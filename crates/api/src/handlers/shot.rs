//! Handlers for the shot list and shot reference images.

use axum::extract::{Multipart, Path, State};
use axum::http::StatusCode;
use axum::Json;
use chrono::Utc;
use filmcraft_core::collaboration::Permission;
use filmcraft_core::error::{require_non_blank, CoreError};
use filmcraft_core::shots::{
    duplicate_order_index, duplicate_title, new_shot_defaults, overall_progress, priority_color,
    status_color, status_label, validate_shot_fields, ShotStatus,
};
use filmcraft_core::storage::{
    image_extension, is_attached_key, key_from_public_url, public_url, shot_image_key,
    validate_image_upload, SHOT_IMAGES_BUCKET,
};
use filmcraft_core::types::DbId;
use filmcraft_db::models::shot::{CreateShot, Shot, UpdateShot};
use filmcraft_db::repositories::{SceneRepo, ShotRepo};
use filmcraft_events::ChangeTable;
use serde::{Deserialize, Serialize};

use crate::error::{AppError, AppResult};
use crate::handlers::publish_change;
use crate::middleware::access::authorize_project;
use crate::middleware::auth::AuthUser;
use crate::response::DataResponse;
use crate::state::AppState;

/// Multipart field carrying the image bytes.
const IMAGE_FIELD: &str = "file";

// ---------------------------------------------------------------------------
// Request / response types
// ---------------------------------------------------------------------------

/// A shot with display hints.
#[derive(Debug, Serialize)]
pub struct ShotView {
    #[serde(flatten)]
    pub shot: Shot,
    pub status_label: String,
    pub status_color: &'static str,
    pub priority_color: &'static str,
}

impl From<Shot> for ShotView {
    fn from(shot: Shot) -> Self {
        Self {
            status_label: status_label(&shot.status),
            status_color: status_color(&shot.status),
            priority_color: priority_color(&shot.priority),
            shot,
        }
    }
}

/// The project's shot list with overall completion.
#[derive(Debug, Serialize)]
pub struct ShotList {
    pub shots: Vec<ShotView>,
    pub progress: u8,
}

/// Request body for `POST /projects/{id}/shots`.
///
/// Only `scene_number` is required; everything else falls back to the
/// "add shot" defaults for that scene.
#[derive(Debug, Deserialize)]
pub struct CreateShotRequest {
    pub scene_number: i32,
    pub title: Option<String>,
    pub shot_type: Option<String>,
    pub camera_movement: Option<String>,
    pub description: Option<String>,
    pub duration: Option<String>,
    pub priority: Option<String>,
    pub status: Option<String>,
    pub notes: Option<String>,
    pub image_url: Option<String>,
    pub order_index: Option<f64>,
}

/// An image stored before its shot exists.
#[derive(Debug, Serialize)]
pub struct UploadedImage {
    pub key: String,
    pub url: String,
}

// ---------------------------------------------------------------------------
// Helpers
// ---------------------------------------------------------------------------

async fn authorize_shot(
    state: &AppState,
    user: &AuthUser,
    id: DbId,
    needed: Permission,
) -> AppResult<Shot> {
    let shot = ShotRepo::find_by_id(&state.pool, id)
        .await?
        .ok_or_else(|| gone(id))?;
    authorize_project(&state.pool, user, shot.project_id, needed).await?;
    Ok(shot)
}

fn gone(id: DbId) -> AppError {
    AppError::Core(CoreError::NotFound { entity: "Shot", id })
}

async fn set_status(
    state: &AppState,
    user: &AuthUser,
    id: DbId,
    status: impl FnOnce(&Shot) -> AppResult<ShotStatus>,
) -> AppResult<Json<DataResponse<ShotView>>> {
    let shot = authorize_shot(state, user, id, Permission::Edit).await?;
    let next = status(&shot)?;
    let shot = ShotRepo::set_status(&state.pool, id, next.as_str())
        .await?
        .ok_or_else(|| gone(id))?;
    tracing::debug!(shot_id = id, status = next.as_str(), "Shot status changed");
    publish_change(state, shot.project_id, ChangeTable::Shots, user);
    Ok(Json(DataResponse { data: shot.into() }))
}

/// A validated image read from a multipart body.
struct ImageUpload {
    bytes: Vec<u8>,
    ext: String,
}

/// Read the `file` field, check its declared type and size, then sniff the
/// bytes to make sure they really are an image.
async fn read_image(mut multipart: Multipart, max_bytes: u64) -> AppResult<ImageUpload> {
    while let Some(field) = multipart
        .next_field()
        .await
        .map_err(|e| AppError::BadRequest(format!("Invalid multipart body: {e}")))?
    {
        if field.name() != Some(IMAGE_FIELD) {
            continue;
        }
        let content_type = field.content_type().unwrap_or_default().to_string();
        let file_name = field.file_name().map(str::to_string);
        let bytes = field
            .bytes()
            .await
            .map_err(|e| AppError::BadRequest(format!("Failed to read upload: {e}")))?;

        validate_image_upload(&content_type, bytes.len() as u64, max_bytes)?;
        image::guess_format(&bytes).map_err(|_| {
            AppError::Core(CoreError::Validation(
                "Uploaded file is not a supported image".into(),
            ))
        })?;

        return Ok(ImageUpload {
            ext: image_extension(file_name.as_deref(), &content_type),
            bytes: bytes.to_vec(),
        });
    }
    Err(AppError::BadRequest(format!(
        "Missing multipart field '{IMAGE_FIELD}'"
    )))
}

/// Delete the stored object behind a shot's image URL when the shot owns it:
/// either its attached key or an upload made before the shot existed that no
/// other shot points at. URLs outside our storage are left alone.
pub(crate) async fn delete_stored_image(state: &AppState, shot: &Shot) -> AppResult<()> {
    let Some(url) = shot.image_url.as_deref() else {
        return Ok(());
    };
    let Some(key) = key_from_public_url(&state.config.public_base_url, url) else {
        return Ok(());
    };
    let owned = is_attached_key(&key, shot.id)
        || !ShotRepo::image_url_in_use_elsewhere(&state.pool, url, shot.id).await?;
    if !owned {
        tracing::warn!(shot_id = shot.id, key = %key, "Refusing to delete image owned by another shot");
        return Ok(());
    }
    state.object_store.delete(SHOT_IMAGES_BUCKET, &key).await?;
    Ok(())
}

// ---------------------------------------------------------------------------
// Handlers
// ---------------------------------------------------------------------------

/// GET /api/v1/projects/{id}/shots
///
/// Ordered by scene number, then position within the scene.
pub async fn list(
    State(state): State<AppState>,
    user: AuthUser,
    Path(project_id): Path<DbId>,
) -> AppResult<Json<DataResponse<ShotList>>> {
    authorize_project(&state.pool, &user, project_id, Permission::View).await?;
    let shots = ShotRepo::list_by_project(&state.pool, project_id).await?;
    let progress = overall_progress(&shots);
    Ok(Json(DataResponse {
        data: ShotList {
            shots: shots.into_iter().map(ShotView::from).collect(),
            progress,
        },
    }))
}

/// POST /api/v1/projects/{id}/shots
pub async fn create(
    State(state): State<AppState>,
    user: AuthUser,
    Path(project_id): Path<DbId>,
    Json(input): Json<CreateShotRequest>,
) -> AppResult<(StatusCode, Json<DataResponse<ShotView>>)> {
    authorize_project(&state.pool, &user, project_id, Permission::Edit).await?;
    validate_shot_fields(input.priority.as_deref(), input.status.as_deref())?;
    if let Some(title) = &input.title {
        require_non_blank("title", title)?;
    }

    let scene_title = SceneRepo::find_by_number(&state.pool, project_id, input.scene_number)
        .await?
        .map(|scene| scene.title)
        .unwrap_or_default();
    let existing = ShotRepo::count_in_scene(&state.pool, project_id, input.scene_number).await?;
    let defaults = new_shot_defaults(&scene_title, existing as usize);

    let shot = ShotRepo::create(
        &state.pool,
        &CreateShot {
            project_id,
            scene_number: input.scene_number,
            title: input.title.unwrap_or(defaults.title),
            shot_type: input
                .shot_type
                .unwrap_or_else(|| defaults.shot_type.to_string()),
            camera_movement: input
                .camera_movement
                .unwrap_or_else(|| defaults.camera_movement.to_string()),
            description: input.description.unwrap_or_default(),
            duration: input
                .duration
                .unwrap_or_else(|| defaults.duration.to_string()),
            priority: input
                .priority
                .unwrap_or_else(|| defaults.priority.as_str().to_string()),
            status: input
                .status
                .unwrap_or_else(|| defaults.status.as_str().to_string()),
            notes: input.notes.unwrap_or_default(),
            image_url: input.image_url,
            order_index: input.order_index.unwrap_or(defaults.order_index),
        },
    )
    .await?;
    tracing::info!(shot_id = shot.id, project_id, "Shot created");
    publish_change(&state, project_id, ChangeTable::Shots, &user);

    Ok((StatusCode::CREATED, Json(DataResponse { data: shot.into() })))
}

/// PUT /api/v1/shots/{id}
pub async fn update(
    State(state): State<AppState>,
    user: AuthUser,
    Path(id): Path<DbId>,
    Json(input): Json<UpdateShot>,
) -> AppResult<Json<DataResponse<ShotView>>> {
    authorize_shot(&state, &user, id, Permission::Edit).await?;
    validate_shot_fields(input.priority.as_deref(), input.status.as_deref())?;
    if let Some(title) = &input.title {
        require_non_blank("title", title)?;
    }

    let shot = ShotRepo::update(&state.pool, id, &input)
        .await?
        .ok_or_else(|| gone(id))?;
    publish_change(&state, shot.project_id, ChangeTable::Shots, &user);
    Ok(Json(DataResponse { data: shot.into() }))
}

/// DELETE /api/v1/shots/{id}
///
/// Also removes the shot's stored reference image.
pub async fn delete(
    State(state): State<AppState>,
    user: AuthUser,
    Path(id): Path<DbId>,
) -> AppResult<StatusCode> {
    let shot = authorize_shot(&state, &user, id, Permission::Edit).await?;
    if !ShotRepo::delete(&state.pool, id).await? {
        return Err(gone(id));
    }
    if let Err(e) = delete_stored_image(&state, &shot).await {
        tracing::warn!(shot_id = id, error = %e, "Failed to delete shot image");
    }
    tracing::info!(shot_id = id, project_id = shot.project_id, "Shot deleted");
    publish_change(&state, shot.project_id, ChangeTable::Shots, &user);
    Ok(StatusCode::NO_CONTENT)
}

/// POST /api/v1/shots/{id}/duplicate
///
/// The copy sorts right after the source, starts over as pending and has no
/// reference image.
pub async fn duplicate(
    State(state): State<AppState>,
    user: AuthUser,
    Path(id): Path<DbId>,
) -> AppResult<(StatusCode, Json<DataResponse<ShotView>>)> {
    let source = authorize_shot(&state, &user, id, Permission::Edit).await?;

    let shot = ShotRepo::create(
        &state.pool,
        &CreateShot {
            project_id: source.project_id,
            scene_number: source.scene_number,
            title: duplicate_title(&source.title),
            shot_type: source.shot_type,
            camera_movement: source.camera_movement,
            description: source.description,
            duration: source.duration,
            priority: source.priority,
            status: ShotStatus::Pending.as_str().to_string(),
            notes: source.notes,
            image_url: None,
            order_index: duplicate_order_index(source.order_index),
        },
    )
    .await?;
    publish_change(&state, shot.project_id, ChangeTable::Shots, &user);
    Ok((StatusCode::CREATED, Json(DataResponse { data: shot.into() })))
}

/// POST /api/v1/shots/{id}/complete
pub async fn complete(
    State(state): State<AppState>,
    user: AuthUser,
    Path(id): Path<DbId>,
) -> AppResult<Json<DataResponse<ShotView>>> {
    set_status(&state, &user, id, |_| Ok(ShotStatus::Completed)).await
}

/// POST /api/v1/shots/{id}/retake
///
/// Send a shot back to `pending`.
pub async fn retake(
    State(state): State<AppState>,
    user: AuthUser,
    Path(id): Path<DbId>,
) -> AppResult<Json<DataResponse<ShotView>>> {
    set_status(&state, &user, id, |_| Ok(ShotStatus::Pending)).await
}

/// POST /api/v1/shots/{id}/toggle
///
/// Flip between `completed` and `pending`. An unrecognized stored status
/// counts as not completed.
pub async fn toggle(
    State(state): State<AppState>,
    user: AuthUser,
    Path(id): Path<DbId>,
) -> AppResult<Json<DataResponse<ShotView>>> {
    set_status(&state, &user, id, |shot| {
        Ok(ShotStatus::from_str_db(&shot.status)
            .unwrap_or(ShotStatus::Pending)
            .toggled())
    })
    .await
}

/// PUT /api/v1/shots/{id}/image
///
/// Multipart upload with a `file` field. Replaces any previous image.
pub async fn upload_image(
    State(state): State<AppState>,
    user: AuthUser,
    Path(id): Path<DbId>,
    multipart: Multipart,
) -> AppResult<Json<DataResponse<ShotView>>> {
    let shot = authorize_shot(&state, &user, id, Permission::Edit).await?;
    let upload = read_image(multipart, state.config.max_upload_bytes).await?;

    let key = shot_image_key(Some(id), Utc::now().timestamp_millis(), &upload.ext);
    state
        .object_store
        .put(SHOT_IMAGES_BUCKET, &key, &upload.bytes)
        .await?;
    let url = public_url(&state.config.public_base_url, &key);

    if shot.image_url.as_deref().is_some_and(|prev| prev != url) {
        if let Err(e) = delete_stored_image(&state, &shot).await {
            tracing::warn!(shot_id = id, error = %e, "Failed to delete replaced shot image");
        }
    }

    let shot = ShotRepo::set_image_url(&state.pool, id, Some(&url))
        .await?
        .ok_or_else(|| gone(id))?;
    tracing::info!(shot_id = id, key = %key, size = upload.bytes.len(), "Shot image uploaded");
    publish_change(&state, shot.project_id, ChangeTable::Shots, &user);
    Ok(Json(DataResponse { data: shot.into() }))
}

/// DELETE /api/v1/shots/{id}/image
pub async fn remove_image(
    State(state): State<AppState>,
    user: AuthUser,
    Path(id): Path<DbId>,
) -> AppResult<Json<DataResponse<ShotView>>> {
    let shot = authorize_shot(&state, &user, id, Permission::Edit).await?;
    delete_stored_image(&state, &shot).await?;

    let shot = ShotRepo::set_image_url(&state.pool, id, None)
        .await?
        .ok_or_else(|| gone(id))?;
    publish_change(&state, shot.project_id, ChangeTable::Shots, &user);
    Ok(Json(DataResponse { data: shot.into() }))
}

/// POST /api/v1/projects/{id}/shot-images
///
/// Store an image for a shot that has not been created yet. The returned
/// URL goes into the new shot's `image_url`.
pub async fn upload_unattached_image(
    State(state): State<AppState>,
    user: AuthUser,
    Path(project_id): Path<DbId>,
    multipart: Multipart,
) -> AppResult<(StatusCode, Json<DataResponse<UploadedImage>>)> {
    authorize_project(&state.pool, &user, project_id, Permission::Edit).await?;
    let upload = read_image(multipart, state.config.max_upload_bytes).await?;

    let key = shot_image_key(None, Utc::now().timestamp_millis(), &upload.ext);
    state
        .object_store
        .put(SHOT_IMAGES_BUCKET, &key, &upload.bytes)
        .await?;
    let url = public_url(&state.config.public_base_url, &key);
    Ok((
        StatusCode::CREATED,
        Json(DataResponse {
            data: UploadedImage { key, url },
        }),
    ))
}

◆ ◆ ◆ ◆

→ Instructions to follow:
Where the string "warn" occurs in a line of the material above, copy the whole line.

→ Answer area:
        tracing::warn!(shot_id = shot.id, key = %key, "Refusing to delete image owned by another shot");
        tracing::warn!(shot_id = id, error = %e, "Failed to delete shot image");
            tracing::warn!(shot_id = id, error = %e, "Failed to delete replaced shot image");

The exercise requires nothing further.